The problem had to be solved without bringing into conflict certain elements which are difficult to assimilate, namely, the exigencies of commercial freedom as recognised by the conventions, the civilisation of the natives and their material and moral improvement, the exigencies of the life and progress of the State itself considered as the organic principle of the new political society, and finally the exigencies or rather conditions relating to the personal union of the Free State with Belgium.
In the accomplishment of this complex task, the State was first inspired with the principle of a scrupulous respect for international engagements. This principle was never lost sight of, even at the critical periods of its life following on the Berlin Conference, when a régime of complete exemption from import duties weighed heavily upon its economic existence.
The State was also filled with the determination to faithfully respect the declaration of permanent neutrality which it made a short time after the Berlin Conference. As we have remarked elsewhere, this was an honourable action towards the Powers who were thus reassured concerning the policy and pacific autonomy of the new State. It was also an act of prudence which protected the Congo State from the solicitations of other States interested in influencing its political life.[36]
Children of the Settlement School at Boma Praying.
The State’s Policy.
The policy of the new State was to be “fruitful activity” in peace and order as soon as the Arab wars had ceased and the slave trade had been superseded by an agricultural and industrial régime. With a neutralised State this seemed to be a permanent function commendable alike to its people, its Government, and its international associates and sponsors. Whether we regard the moral concomitant of an era of fruitful activity or only the material essentials of a community so employed, the bald reality called for men and money for its accomplishment. Of white men there were few in a region where a tropical sun, and other climatic disadvantages, counted heavily against their labour. The Negro alone appeared to thrive in conditions more suited to his physical characteristics. The problem of creating a State of the Negro population involved social and material questions of vast import to those who had undertaken to develop and govern this unknown and savage land. Should the Negro be taught the nobility of labour—informed of the glorious edifices to civilisation it had reared and what benefits its pursuit would shower upon him if he would but follow the white man’s precept and example in the sphere of honest toil?
The trade in black men had been suppressed by the courageous white men of Belgium. Trade in the material resources of the country was now but a phenomenon of the law of self-preservation and the principle of self-support. It is in the adoption of practical measures to develop that trade for the greatest good of the greatest number that the Belgians have shown an executive skill which gives the character of indolent farce to the droning administration of certain other African colonies, particularly British Lagos, which derives sixty-five per cent. of its supporting revenue from traffic in alcoholic liquor,[37] as compared with five per cent. derived from the same source by the Congo Free State.

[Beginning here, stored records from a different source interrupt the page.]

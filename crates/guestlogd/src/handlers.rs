//! IPC request handlers

use guestlog_agent::GuestLogManager;
use guestlog_core::{Error, ErrorKind};
use guestlog_ipc::Response;
use std::path::Path;
use tracing::{error, info, warn};

/// Request handler for IPC commands
pub struct RequestHandler {
    manager: GuestLogManager,
}

/// Map a failed operation to an error response, logging it by severity
fn failure(operation: &str, e: Error) -> Response {
    match e.kind() {
        ErrorKind::CollaboratorFailure | ErrorKind::Config => {
            error!("{} failed: {}", operation, e)
        }
        _ => warn!("{} rejected: {}", operation, e),
    }
    Response::from(&e)
}

impl RequestHandler {
    pub fn new(manager: GuestLogManager) -> Self {
        Self { manager }
    }

    pub async fn update_status(&mut self) -> Response {
        match self.manager.update_status().await {
            Ok(()) => Response::ok("Datastore status updated"),
            Err(e) => failure("Status update", e),
        }
    }

    pub async fn guest_log_list(&mut self) -> Response {
        match self.manager.guest_log_list().await {
            Ok(logs) => Response::LogList { logs },
            Err(e) => failure("Listing guest logs", e),
        }
    }

    pub async fn guest_log_action(
        &mut self,
        name: &str,
        enable: bool,
        disable: bool,
        publish: bool,
        discard: bool,
    ) -> Response {
        info!("Handling guest log action for: {}", name);

        match self
            .manager
            .guest_log_action(name, enable, disable, publish, discard)
            .await
        {
            Ok(details) => Response::LogDetails { details },
            Err(e) => failure("Guest log action", e),
        }
    }

    pub fn build_log_file_name(
        &self,
        log_name: &str,
        owner: &str,
        datastore_dir: Option<&Path>,
    ) -> Response {
        match self.manager.build_log_file_name(log_name, owner, datastore_dir) {
            Ok(path) => Response::LogFile { path },
            Err(e) => failure("Building log file name", e),
        }
    }

    pub fn validate_log_file(&self, file: &Path, owner: &str) -> Response {
        match self.manager.validate_log_file(file, owner) {
            Ok(path) => Response::LogFile { path },
            Err(e) => failure("Validating log file", e),
        }
    }
}

#[cfg(test)]
mod tests {
    use super::*;
    use guestlog_core::{AgentConfig, ConfigFormat, LogStatus};
    use std::io::Write;
    use tempfile::TempDir;

    fn handler(dir: &TempDir) -> RequestHandler {
        let owner = guestlog_fs::current_user().unwrap();
        let content = format!(
            r#"
manager = "mysql"
instance_id = "6e4f1c2a"
base_dir = "{base}"
container_root = "{containers}"
segment_size = 4
guest_log_owner = "{owner}"

[[logs]]
name = "general"
type = "user"
owner = "{owner}"
enable_command = "true"
disable_command = "true"

[[logs]]
name = "slow_query"
type = "user"
owner = "{owner}"
enable_command = "true"
restart_required = true
"#,
            base = dir.path().join("trove").display(),
            containers = dir.path().join("containers").display(),
            owner = owner,
        );
        let config = AgentConfig::parse(&content, ConfigFormat::Toml).unwrap();
        RequestHandler::new(GuestLogManager::from_config(&config).unwrap())
    }

    fn details(response: Response) -> guestlog_core::LogDetails {
        match response {
            Response::LogDetails { details } => details,
            other => panic!("unexpected response: {:?}", other),
        }
    }

    fn error_kind(response: Response) -> ErrorKind {
        match response {
            Response::Error { kind, .. } => kind,
            other => panic!("unexpected response: {:?}", other),
        }
    }

    #[tokio::test]
    async fn test_list() {
        let dir = TempDir::new().unwrap();
        let mut h = handler(&dir);

        match h.guest_log_list().await {
            Response::LogList { logs } => {
                let names: Vec<&str> = logs.iter().map(|l| l.name.as_str()).collect();
                assert_eq!(names, vec!["general", "guest", "slow_query"]);
                assert_eq!(logs[0].status, LogStatus::Disabled);
                assert_eq!(logs[1].status, LogStatus::Enabled);
                assert_eq!(logs[1].prefix, "6e4f1c2a/mysql-guest");
                assert_eq!(logs[1].container, "n/a");
            }
            other => panic!("unexpected response: {:?}", other),
        }
        assert!(dir.path().join("trove/datastore/mysql-general.log").is_file());
    }

    #[tokio::test]
    async fn test_publish_and_discard_guest_log() {
        let dir = TempDir::new().unwrap();
        let mut h = handler(&dir);
        h.guest_log_list().await;

        let path = dir.path().join("trove/datastore/mysql-guest.log");
        let mut file = std::fs::OpenOptions::new().append(true).open(&path).unwrap();
        file.write_all(b"agent started\n").unwrap();

        let published = details(h.guest_log_action("guest", false, false, true, false).await);
        assert_eq!(published.status, LogStatus::Published);
        assert_eq!(published.published, 14);
        assert_eq!(published.pending, 0);
        assert_eq!(published.container, "database_logs");
        assert!(dir
            .path()
            .join("containers/database_logs/6e4f1c2a/mysql-guest_metafile")
            .is_file());

        let discarded = details(h.guest_log_action("guest", false, false, false, true).await);
        assert_eq!(discarded.status, LogStatus::Enabled);
        assert_eq!(discarded.published, 0);
        assert!(!dir
            .path()
            .join("containers/database_logs/6e4f1c2a/mysql-guest")
            .exists());
    }

    #[tokio::test]
    async fn test_enable_user_logs() {
        let dir = TempDir::new().unwrap();
        let mut h = handler(&dir);

        let general = details(h.guest_log_action("general", true, false, false, false).await);
        assert_eq!(general.status, LogStatus::Enabled);

        let slow = details(h.guest_log_action("slow_query", true, false, false, false).await);
        assert_eq!(slow.status, LogStatus::RestartRequired);

        // No disable command configured
        let response = h.guest_log_action("slow_query", false, true, false, false).await;
        assert_eq!(error_kind(response), ErrorKind::CollaboratorFailure);
    }

    #[tokio::test]
    async fn test_rejected_actions() {
        let dir = TempDir::new().unwrap();
        let mut h = handler(&dir);

        let response = h.guest_log_action("guest", true, false, false, false).await;
        assert_eq!(error_kind(response), ErrorKind::BadRequest);

        let response = h.guest_log_action("general", true, true, false, false).await;
        assert_eq!(error_kind(response), ErrorKind::BadRequest);

        let response = h.guest_log_action("audit", false, false, true, false).await;
        assert_eq!(error_kind(response), ErrorKind::NotFound);
    }

    #[tokio::test]
    async fn test_update_status() {
        let dir = TempDir::new().unwrap();
        let mut h = handler(&dir);
        assert!(matches!(h.update_status().await, Response::Ok { .. }));
    }

    #[test]
    fn test_log_file_requests() {
        let dir = TempDir::new().unwrap();
        let h = handler(&dir);
        let owner = guestlog_fs::current_user().unwrap();

        match h.build_log_file_name("audit", &owner, Some(dir.path())) {
            Response::LogFile { path } => assert_eq!(path, dir.path().join("mysql-audit.log")),
            other => panic!("unexpected response: {:?}", other),
        }

        let file = dir.path().join("custom.log");
        match h.validate_log_file(&file, &owner) {
            Response::LogFile { path } => assert!(path.is_file()),
            other => panic!("unexpected response: {:?}", other),
        }

        let response = h.validate_log_file(Path::new("relative.log"), &owner);
        assert_eq!(error_kind(response), ErrorKind::BadRequest);
    }
}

If the Government of the Congo Free State had to deal with a white population capable of co-operation as independent political units in the State’s development, it may easily be conceived that measures perhaps more in consonance with certain European theories might have been devised. The candour of this suggestion in no wise detracts from the fitness and happy efficacy of the measures by which the Government of the Congo State has achieved one of the greatest colonising successes of modern times.
It is the co-operative principle—so utterly lacking in the uncivilised native Congolese—which often inspires those governmental speculations in new countries whereby it is sought to solve the problem of sustaining the State upon its own undeveloped resources. There can be little doubt that this principle, now well recognised in the industrial world and constantly adopted and expanded in the United States and Great Britain by enlightened labour leaders and great corporations, unconsciously influenced the Belgian statesmen who framed the land and taxation laws of the Congo Free State. The civilisation of Central Africa was, and forsooth, still is, an immense task, and the State’s early attitude of welcoming quasi private enterprise to co-operate with it in the development of lands which indolent native races had ravaged—first for their own immediate wants, later at the behest of adventurers and despoiling traders, whose coin was alcohol and shoddy tinsel—was not only justified in a Government seeking rational progress, but it followed the soundest principles of what the higher socialism terms community of interest. If more modern in theory, the Congo State has in practice often followed the most experienced of old-world colonisers—the Dutch and the British. Where practicable under like conditions “it imitates these experienced colonisers, without, however, following them blindly” or attaining at once what it has taken them several generations to accomplish. “Neither does it persist in methods which have been recognised as erroneous, but it alters and corrects them where possible.” Being like all governments, old or new, in savage lands or civilised, unable to reform its domestic policies at command, it seeks the betterment of its system with that gradation of movement which shall not disorganise and disrupt the structure of its statehood. Those who avowedly speak for the Congo Free State say that “its policy is essentially a work of methodical experiment and practical adaptation. Even when colonial science is more advanced than it is to-day, that policy will retain its raison d’être and its merits.”